But when he finished high school, Geyer was far more keen on finding ways to improve his downhill race times."I was very into skiing," Geyer said, recalling his experiments with different waxes and techniques. He landed a skiing fellowship at Simon Fraser University, with those experiments setting the stage for a lifetime of tinkering, and new inventions.
After he was sidelined by a knee injury. Geyer turned to molecular biology and organic chemistry, developing a deep fascination with the building blocks of life.
"I was interested in understanding how cell processes worked, how pathways in cells were wired and linked together," said Geyer.
Post-doctoral work took him to the Molecular Sciences Institute at Berkeley, then to the University of Florida, with a focus on synthetic biology.
But building synthetic molecules started to feel 'fairly slow and tedious' for Geyer. Upon his return to Canada, he founded a now-defunct biotechnology company focused on improving cancer treatments.
"I decided to harness the power of nature and work with biological molecules, rather than synthetic derivatives of them," Geyer said.
When he arrived at the University of Saskatchewan to accept a faculty position as a pathologist and biochemist, Geyer's focus turned to developing new therapeutic antibodies, and better techniques for diagnosing mutations and disease.
To make it happen, Geyer brought together people and technology at the Western College of Veterinary Medicine, the Saskatchewan Centre for Cyclotron Sciences, the Saskatchewan Cancer Agency, Royal University Hospital and the College of Medicine, with the goal of creating an antibody 'pipeline'.

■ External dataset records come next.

//! rollcall command-line binary.
//!
//! Reads `rollcall.toml` (or the path specified with `--config`), opens the
//! SQLite attendance store, and runs one subcommand against it.

use std::{path::PathBuf, str::FromStr};

use anyhow::Context as _;
use chrono::{Datelike, NaiveDate};
use clap::{Parser, Subcommand, ValueEnum};
use rollcall_core::{MissedHours, StudentRecord};
use rollcall_store_sqlite::SqliteStore;
use rollcall_transfer::{Exporter, ImportOutcome, Importer};
use serde::Deserialize;
use tracing::level_filters::LevelFilter;
use tracing_subscriber::EnvFilter;

#[derive(Parser)]
#[command(author, version, about = "Attendance ledger for student groups")]
struct Cli {
  /// Path to the TOML configuration file.
  #[arg(short, long, default_value = "rollcall.toml")]
  config: PathBuf,

  #[command(subcommand)]
  command: Command,
}

#[derive(Debug, Deserialize)]
#[serde(default)]
struct AppConfig {
  /// Path of the SQLite database file.
  store_path: PathBuf,
}

impl Default for AppConfig {
  fn default() -> Self {
    Self { store_path: PathBuf::from("rollcall.db") }
  }
}

#[derive(Subcommand)]
enum Command {
  /// Add a record; dates and students fan out into the journal.
  Add {
    #[command(subcommand)]
    entity: Entity,
  },
  /// Rename a record, cascading through dependent journal rows.
  Rename {
    #[command(subcommand)]
    entity: RenameEntity,
  },
  /// Delete a record and every journal row that references it.
  Delete {
    #[command(subcommand)]
    entity: Entity,
  },
  /// Print one of the store's collections.
  List { collection: Collection },
  /// Print the journal for one month and group.
  Journal {
    /// Month prefix, e.g. `2024-01`.
    month: String,
    group: String,
  },
  /// Mark missed hours on one journal row.
  SetHours {
    date:    String,
    group:   String,
    surname: String,
    name:    String,
    patronymic: String,
    lesson:  String,
    /// `0`, `1`, `2` or `-` for not marked.
    hours:   String,
  },
  /// Import records from a file, auto-detecting its format.
  Import {
    path: PathBuf,
    /// Proceed even if the file exceeds the size gate.
    #[arg(long)]
    allow_large: bool,
  },
  /// Export a projection of the store to a file.
  Export {
    target: ExportTarget,
    path:   PathBuf,
  },
  /// Fill the store with demonstration data.
  Seed,
  /// Erase every record.
  Clear,
}

#[derive(Subcommand)]
enum Entity {
  Group { name: String },
  Student {
    group:      String,
    surname:    String,
    name:       String,
    patronymic: String,
  },
  Lesson { title: String },
  /// A class date in `YYYY-MM-DD` form.
  Date { date: String },
}

#[derive(Subcommand)]
enum RenameEntity {
  Group { old: String, new: String },
  Student {
    old_group:      String,
    old_surname:    String,
    old_name:       String,
    old_patronymic: String,
    new_group:      String,
    new_surname:    String,
    new_name:       String,
    new_patronymic: String,
  },
  Lesson { old: String, new: String },
  Date { old: String, new: String },
}

#[derive(Clone, Copy, Debug, ValueEnum)]
enum Collection {
  Groups,
  Students,
  Lessons,
  Dates,
  Journal,
}

#[derive(Clone, Copy, Debug, ValueEnum)]
enum ExportTarget {
  /// Group list as structured text.
  GroupsJson,
  /// Group list as markup.
  GroupsXml,
  /// Group list as compact binary.
  GroupsCompact,
  /// Student list as markup.
  StudentsXml,
  /// Full journal as markup.
  JournalXml,
  /// Full-ledger binary backup.
  Backup,
}

fn main() -> anyhow::Result<()> {
  tracing_subscriber::fmt()
    .with_env_filter(
      EnvFilter::builder()
        .with_default_directive(LevelFilter::WARN.into())
        .from_env_lossy(),
    )
    .init();

  let cli = Cli::parse();

  let settings = config::Config::builder()
    .add_source(config::File::from(cli.config).required(false))
    .add_source(config::Environment::with_prefix("ROLLCALL"))
    .build()
    .context("failed to read config file")?;
  let app_cfg: AppConfig = settings
    .try_deserialize()
    .context("failed to deserialise AppConfig")?;

  let mut store = SqliteStore::open(&app_cfg.store_path)
    .with_context(|| format!("failed to open store at {:?}", app_cfg.store_path))?;

  match cli.command {
    Command::Add { entity } => match entity {
      Entity::Group { name } => {
        report_insert(store.insert_group(&name)?, "group", &name);
      }
      Entity::Student { group, surname, name, patronymic } => {
        let student = StudentRecord { group, surname, name, patronymic };
        let label = student.to_string();
        report_insert(store.insert_student(&student)?, "student", &label);
      }
      Entity::Lesson { title } => {
        report_insert(store.insert_lesson(&title)?, "lesson", &title);
      }
      Entity::Date { date } => {
        let (y, m, d) = split_date(&date)?;
        report_insert(store.insert_date(y, m, d)?, "date", &date);
      }
    },

    Command::Rename { entity } => match entity {
      RenameEntity::Group { old, new } => {
        store.rename_group(&old, &new)?;
        println!("Renamed group {old} to {new}");
      }
      RenameEntity::Student {
        old_group,
        old_surname,
        old_name,
        old_patronymic,
        new_group,
        new_surname,
        new_name,
        new_patronymic,
      } => {
        let old = StudentRecord {
          group:      old_group,
          surname:    old_surname,
          name:       old_name,
          patronymic: old_patronymic,
        };
        let new = StudentRecord {
          group:      new_group,
          surname:    new_surname,
          name:       new_name,
          patronymic: new_patronymic,
        };
        store.rename_student(&old, &new)?;
        println!("Renamed student {old} to {new}");
      }
      RenameEntity::Lesson { old, new } => {
        store.rename_lesson(&old, &new)?;
        println!("Renamed lesson {old} to {new}");
      }
      RenameEntity::Date { old, new } => {
        store.rename_date(split_date(&old)?, split_date(&new)?)?;
        println!("Renamed date {old} to {new}");
      }
    },

    Command::Delete { entity } => match entity {
      Entity::Group { name } => {
        store.delete_group(&name)?;
        println!("Deleted group {name}");
      }
      Entity::Student { group, surname, name, patronymic } => {
        let student = StudentRecord { group, surname, name, patronymic };
        store.delete_student(&student)?;
        println!("Deleted student {student}");
      }
      Entity::Lesson { title } => {
        store.delete_lesson(&title)?;
        println!("Deleted lesson {title}");
      }
      Entity::Date { date } => {
        let (y, m, d) = split_date(&date)?;
        store.delete_date(y, m, d)?;
        println!("Deleted date {date}");
      }
    },

    Command::List { collection } => match collection {
      Collection::Groups => {
        for name in store.group_names()? {
          println!("{name}");
        }
      }
      Collection::Students => {
        for s in store.students()? {
          println!("{s}");
        }
      }
      Collection::Lessons => {
        for title in store.lesson_titles()? {
          println!("{title}");
        }
      }
      Collection::Dates => {
        for date in store.dates()? {
          println!("{date}");
        }
      }
      Collection::Journal => print_journal(&store.journal()?),
    },

    Command::Journal { month, group } => {
      print_journal(&store.journal_slice(&month, &group)?);
    }

    Command::SetHours {
      date,
      group,
      surname,
      name,
      patronymic,
      lesson,
      hours,
    } => {
      let hours =
        MissedHours::from_str(&hours).context("invalid missed-hours value")?;
      let journal = store.journal()?;
      let old = journal
        .into_iter()
        .find(|r| {
          r.date == date
            && r.group == group
            && r.surname == surname
            && r.name == name
            && r.patronymic == patronymic
            && r.lesson == lesson
        })
        .context("journal row not found")?;
      let mut new = old.clone();
      new.missed_hours = hours;
      store.update_journal_row(&old, &new)?;
      println!("Marked {hours} missed hour(s)");
    }

    Command::Import { path, allow_large } => {
      let mut importer = Importer::new(&mut store);
      match importer.auto_import(&path, allow_large)? {
        ImportOutcome::LargeFile(size) => {
          let mib = size as f64 / (1024.0 * 1024.0);
          println!(
            "{} is {mib:.1} MiB; rerun with --allow-large to import it",
            path.display()
          );
        }
        ImportOutcome::Imported(report) => println!("{report}"),
      }
    }

    Command::Export { target, path } => {
      let exporter = Exporter::new(&store);
      let message = match target {
        ExportTarget::GroupsJson => exporter.export_groups_json(&path)?,
        ExportTarget::GroupsXml => exporter.export_groups_xml(&path)?,
        ExportTarget::GroupsCompact => exporter.export_groups_compact(&path)?,
        ExportTarget::StudentsXml => exporter.export_students_xml(&path)?,
        ExportTarget::JournalXml => exporter.export_journal_xml(&path)?,
        ExportTarget::Backup => exporter.export_backup_native(&path)?,
      };
      println!("{message}");
    }

    Command::Seed => {
      store.seed_demo()?;
      println!("Seeded demonstration data");
    }

    Command::Clear => {
      store.clear()?;
      println!("Store cleared");
    }
  }

  Ok(())
}

fn split_date(s: &str) -> anyhow::Result<(i32, u32, u32)> {
  let date = NaiveDate::parse_from_str(s, "%Y-%m-%d")
    .with_context(|| format!("invalid date {s:?}, expected YYYY-MM-DD"))?;
  Ok((date.year(), date.month(), date.day()))
}

fn report_insert(inserted: bool, kind: &str, label: &str) {
  if inserted {
    println!("Added {kind} {label}");
  } else {
    println!("The {kind} {label} already exists");
  }
}

fn print_journal(records: &[rollcall_core::JournalRecord]) {
  for r in records {
    println!(
      "{}  {}  {} {} {}  {}  {}",
      r.date, r.group, r.surname, r.name, r.patronymic, r.lesson,
      r.missed_hours
    );
  }
}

His teams now work inside the Health Sciences building, in a fast-expanding research cluster.
"The goal was originally to repatriate all the tests we'd been sending out to other provinces," said Geyer. "More recently, we've developed our own tests."
In this episode, he explains why this work has led to faster diagnosis, better monitoring, new treatments, and a sense of hope for thousands of Saskatchewan people with leukemia and lymphoma.
"It's really exciting and really state-of-the-art," said Geyer.
"Ultimately, it serves to provide better medical care for the people of Saskatchewan, not only in terms of the availability of tests, but also in attracting physicians to the province."